KIEV, Ukraine (AP) - With the flip of a switch on Friday, operators shut down the Chernobyl nuclear power plant, 14 years after the world's worst nuclear accident spawned a tragedy that will be felt for generations.
President Leonid Kuchma gave the shutdown order from Kiev over a video link-up with the plant, located some 135 kilometers (84 miles) away. A Chernobyl operator pushed a switch activating the automatic safety system of the plant's only working reactor sending containment rods sliding into the reactor core.
"To fulfill the state decision and Ukraine's international obligations, I hereby order to start work for the premature stoppage of the operation of reactor No. 3 at the Chernobyl nuclear power plant," Kuchma said from a hall in the capital Kiev.
The shutdown, which came after intense international pressure, should erase the danger of future accidents at the plant. Yet Ukraine will suffer the effects of the 1986 accident for years to come, with millions of citizens affected by radiation-related ailments.
The leaders of this former Soviet republic said they were undertaking a historic mission in closing down the last functioning reactor at Chernobyl.
"The world will become a safer place. People will sleep in peace," Kuchma said Thursday during a ceremony to commemorate the shutdown.
The Soviet-made RBMK reactor has been running at 1 percent of capacity. It was restarted Thursday after a malfunction caused a shutdown. But it was considered too unsafe to be brought to full output.
That reactor is located in the same building as reactor No. 4, which exploded and caught fire April 26, 1986, contaminating vast areas in Ukraine, Russia and Belarus and spewing a radioactive cloud over Europe.
The Kremlin tried to conceal the accident and delayed evacuation of people from nearby towns for days. Firemen and other workers who were the first at the destroyed reactor had little or no protection from radiation.
More than 4,000 cleanup workers have died and 70,000 were disabled by radiation in Ukraine alone. About 3.4 million of Ukraine's 50 million people, including about 1.26 million children, are considered to have been affected by Chernobyl.
Chernobyl has experienced numerous malfunctions since. Many Ukrainians, tired of living with radiation scares, were relieved by its closure.
For others, the shutdown represents lost electricity and lost jobs.
Kuchma, who on Thursday toured the ill-fated plant and tidy Slavutych, the town of Chernobyl workers, was confronted by dozens of gloomy protesters wearing black armbands. Thousands from among the plant's 6,000 workers will be laid off.

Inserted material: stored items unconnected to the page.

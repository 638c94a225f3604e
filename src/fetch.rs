use std::time::Instant;

use reqwest::{Client, Url};
use thiserror::Error;
use tracing::{info, warn};

const USER_AGENT: &str = concat!("scripture_extract/", env!("CARGO_PKG_VERSION"));

#[derive(Debug, Error)]
pub enum FetchError {
    #[error("invalid upstream url {url}: {reason}")]
    InvalidUrl { url: String, reason: String },

    #[error("upstream request failed: {0}")]
    Request(#[from] reqwest::Error),
}

/// HTTP client for the upstream passage pages.
///
/// One `reqwest::Client` is shared for the whole process so connections are
/// reused. Requests carry no timeout and are not retried.
#[derive(Debug, Clone)]
pub struct GatewayClient {
    client: Client,
    base_url: String,
}

impl GatewayClient {
    pub fn new(base_url: impl Into<String>) -> Result<Self, FetchError> {
        let client = Client::builder().user_agent(USER_AGENT).build()?;
        Ok(GatewayClient {
            client,
            base_url: base_url.into(),
        })
    }

    pub fn passage_url(&self, query: &str, version: &str) -> Result<Url, FetchError> {
        let endpoint = format!("{}/passage/", self.base_url.trim_end_matches('/'));
        Url::parse_with_params(&endpoint, &[("search", query), ("version", version)]).map_err(
            |e| FetchError::InvalidUrl {
                url: endpoint.clone(),
                reason: e.to_string(),
            },
        )
    }

    /// Retrieve the raw passage page for `query` in `version`.
    ///
    /// Non-success statuses are logged and their body is still returned;
    /// extraction turns an unexpected page into an empty result.
    pub async fn fetch_passage(&self, query: &str, version: &str) -> Result<String, FetchError> {
        let url = self.passage_url(query, version)?;

        let start = Instant::now();
        let response = self.client.get(url.clone()).send().await?;
        let status = response.status();
        let body = response.text().await?;
        let latency_ms = start.elapsed().as_millis() as u64;

        if status.is_success() {
            info!(%url, status = status.as_u16(), latency_ms, bytes = body.len(), "fetched passage page");
        } else {
            warn!(%url, status = status.as_u16(), latency_ms, "upstream returned non-success status");
        }
        Ok(body)
    }
}
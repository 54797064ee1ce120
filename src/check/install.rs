use reqwest::Client;

use crate::config::model::StatusMessages;
use crate::ui::{Severity, TestingPlacement, UiHandle};

use super::probe::probe_clean_urls;
use super::result::{ProbeOutcome, ProbeReport};
use super::target::{PageLocation, install_target};

/// Runs the install-wizard clean URL check.
///
/// Probes the `node` path next to the wizard page. Unlike the settings
/// check it appends its indicator into the description container (the
/// wizard renders nothing there beforehand) and forces the container
/// visible. On success the clean URL option is additionally pre-selected
/// as the install default; the settings check never does that.
///
/// This checks whether clean URLs *can* be served, not whether they are
/// currently enabled.
pub async fn install_check<U: UiHandle>(
    client: &Client,
    page: &PageLocation,
    messages: &StatusMessages,
    ui: &mut U,
) -> Result<ProbeReport, url::ParseError> {
    let target = install_target(page)?;

    ui.show_testing(&messages.testing, TestingPlacement::AppendNode);
    ui.set_explanation_visible(true);

    let report = probe_clean_urls(client, &target).await;

    ui.toggle_testing();
    match report.outcome {
        ProbeOutcome::Success => {
            ui.set_controls_disabled(true);
            ui.append_message(Severity::Ok, &messages.success);
            ui.set_control_checked(true);
        }
        ProbeOutcome::Failure => {
            ui.append_message(Severity::Warning, &messages.failure);
        }
    }

    Ok(report)
}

"I have not seen anything better than this," said Yevhen Laptsov, a Chernobyl electrician who lives in Slavutych. "I have two small children and we all live in this beautiful town. I'm very much afraid of the closure."
For years, the energy-strapped government faced pressure from environmental groups and foreign leaders but refused to close the plant, citing the electricity it provided and demanding foreign aid in return. Kuchma finally pledged to shut down Chernobyl during a visit by U.S. President Bill Clinton earlier this year.
The European Commission has approved a dlrs 585 million loan to help Ukraine build two new reactors to replace the electricity produced at Chernobyl, and the European Bank for Reconstruction and Development was to provide an additional dlrs 215 million.
The environmental group Greenpeace called on Ukraine to honor the memory of Chernobyl victims by abandoning these plans and looking for alternative sources of energy instead.
Ukraine plans to construct a new encasing for the mammoth concrete and steel sarcophagus covering the ruined reactor No. 4. There is no decision yet on how to treat tons of radioactive dust and nuclear fuel inside, and work on making the structure environmentally safe will take decades.
It will also take years to unload nuclear fuel from the three other Chernobyl reactors.
"We shall continue to bear this," a weary Kuchma said in Slavutych. "This is our fate."